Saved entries

- - - - -

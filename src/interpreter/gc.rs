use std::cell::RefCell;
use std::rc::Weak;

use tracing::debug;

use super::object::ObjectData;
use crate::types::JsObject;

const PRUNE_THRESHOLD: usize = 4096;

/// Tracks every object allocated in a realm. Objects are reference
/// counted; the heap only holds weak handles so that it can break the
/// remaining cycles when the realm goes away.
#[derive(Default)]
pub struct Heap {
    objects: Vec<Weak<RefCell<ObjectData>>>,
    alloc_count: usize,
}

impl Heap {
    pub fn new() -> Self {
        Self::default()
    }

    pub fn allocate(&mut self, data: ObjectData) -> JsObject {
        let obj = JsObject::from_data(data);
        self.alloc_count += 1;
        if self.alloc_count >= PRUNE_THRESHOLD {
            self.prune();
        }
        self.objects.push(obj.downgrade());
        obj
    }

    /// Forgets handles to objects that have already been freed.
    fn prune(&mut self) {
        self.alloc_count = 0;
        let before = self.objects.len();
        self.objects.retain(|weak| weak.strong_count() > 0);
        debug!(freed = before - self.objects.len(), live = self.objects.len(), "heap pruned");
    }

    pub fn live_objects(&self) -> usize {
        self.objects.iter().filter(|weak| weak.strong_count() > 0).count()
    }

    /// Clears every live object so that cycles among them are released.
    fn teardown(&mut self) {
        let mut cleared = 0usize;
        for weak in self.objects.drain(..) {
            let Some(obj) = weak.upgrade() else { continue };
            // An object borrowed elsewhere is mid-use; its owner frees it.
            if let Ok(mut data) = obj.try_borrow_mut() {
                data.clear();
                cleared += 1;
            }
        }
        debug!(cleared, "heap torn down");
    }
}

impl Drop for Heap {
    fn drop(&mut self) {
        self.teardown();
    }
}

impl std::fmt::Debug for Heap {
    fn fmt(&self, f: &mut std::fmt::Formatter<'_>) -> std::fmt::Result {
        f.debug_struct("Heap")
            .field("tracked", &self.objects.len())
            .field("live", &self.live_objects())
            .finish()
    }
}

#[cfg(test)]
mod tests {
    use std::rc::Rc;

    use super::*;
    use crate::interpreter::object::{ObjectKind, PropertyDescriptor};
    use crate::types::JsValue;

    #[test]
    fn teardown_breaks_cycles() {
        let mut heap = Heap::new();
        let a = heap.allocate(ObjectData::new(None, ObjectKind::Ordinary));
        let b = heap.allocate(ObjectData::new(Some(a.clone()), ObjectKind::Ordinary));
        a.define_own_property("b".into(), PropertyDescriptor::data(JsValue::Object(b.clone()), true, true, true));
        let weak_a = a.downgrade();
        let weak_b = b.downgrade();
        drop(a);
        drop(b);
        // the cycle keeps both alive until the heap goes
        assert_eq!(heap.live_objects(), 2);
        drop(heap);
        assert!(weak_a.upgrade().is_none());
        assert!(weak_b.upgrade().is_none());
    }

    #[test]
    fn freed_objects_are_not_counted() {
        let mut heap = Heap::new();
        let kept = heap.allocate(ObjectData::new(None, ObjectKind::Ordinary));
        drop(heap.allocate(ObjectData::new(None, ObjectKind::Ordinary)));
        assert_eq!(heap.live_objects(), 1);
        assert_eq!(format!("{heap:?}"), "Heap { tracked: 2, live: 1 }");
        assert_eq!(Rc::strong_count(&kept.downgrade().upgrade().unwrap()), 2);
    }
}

- - - - -

Exercise prompt:
Output the complete data exactly as written.

Task response:
filename src/interpreter/gc.rs
use std::cell::RefCell;
use std::rc::Weak;

use tracing::debug;

use super::object::ObjectData;
use crate::types::JsObject;

const PRUNE_THRESHOLD: usize = 4096;

/// Tracks every object allocated in a realm. Objects are reference
/// counted; the heap only holds weak handles so that it can break the
/// remaining cycles when the realm goes away.
#[derive(Default)]
pub struct Heap {
    objects: Vec<Weak<RefCell<ObjectData>>>,
    alloc_count: usize,
}

impl Heap {
    pub fn new() -> Self {
        Self::default()
    }

    pub fn allocate(&mut self, data: ObjectData) -> JsObject {
        let obj = JsObject::from_data(data);
        self.alloc_count += 1;
        if self.alloc_count >= PRUNE_THRESHOLD {
            self.prune();
        }
        self.objects.push(obj.downgrade());
        obj
    }

    /// Forgets handles to objects that have already been freed.
    fn prune(&mut self) {
        self.alloc_count = 0;
        let before = self.objects.len();
        self.objects.retain(|weak| weak.strong_count() > 0);
        debug!(freed = before - self.objects.len(), live = self.objects.len(), "heap pruned");
    }

    pub fn live_objects(&self) -> usize {
        self.objects.iter().filter(|weak| weak.strong_count() > 0).count()
    }

    /// Clears every live object so that cycles among them are released.
    fn teardown(&mut self) {
        let mut cleared = 0usize;
        for weak in self.objects.drain(..) {
            let Some(obj) = weak.upgrade() else { continue };
            // An object borrowed elsewhere is mid-use; its owner frees it.
            if let Ok(mut data) = obj.try_borrow_mut() {
                data.clear();
                cleared += 1;
            }
        }
        debug!(cleared, "heap torn down");
    }
}

impl Drop for Heap {
    fn drop(&mut self) {
        self.teardown();
    }
}

impl std::fmt::Debug for Heap {
    fn fmt(&self, f: &mut std::fmt::Formatter<'_>) -> std::fmt::Result {
        f.debug_struct("Heap")
            .field("tracked", &self.objects.len())
            .field("live", &self.live_objects())
            .finish()
    }
}

#[cfg(test)]
mod tests {
    use std::rc::Rc;

    use super::*;
    use crate::interpreter::object::{ObjectKind, PropertyDescriptor};
    use crate::types::JsValue;

    #[test]
    fn teardown_breaks_cycles() {
        let mut heap = Heap::new();
        let a = heap.allocate(ObjectData::new(None, ObjectKind::Ordinary));
        let b = heap.allocate(ObjectData::new(Some(a.clone()), ObjectKind::Ordinary));
        a.define_own_property("b".into(), PropertyDescriptor::data(JsValue::Object(b.clone()), true, true, true));
        let weak_a = a.downgrade();
        let weak_b = b.downgrade();
        drop(a);
        drop(b);
        // the cycle keeps both alive until the heap goes
        assert_eq!(heap.live_objects(), 2);
        drop(heap);
        assert!(weak_a.upgrade().is_none());
        assert!(weak_b.upgrade().is_none());
    }

    #[test]
    fn freed_objects_are_not_counted() {
        let mut heap = Heap::new();
        let kept = heap.allocate(ObjectData::new(None, ObjectKind::Ordinary));
        drop(heap.allocate(ObjectData::new(None, ObjectKind::Ordinary)));
        assert_eq!(heap.live_objects(), 1);
        assert_eq!(format!("{heap:?}"), "Heap { tracked: 2, live: 1 }");
        assert_eq!(Rc::strong_count(&kept.downgrade().upgrade().unwrap()), 2);
    }
}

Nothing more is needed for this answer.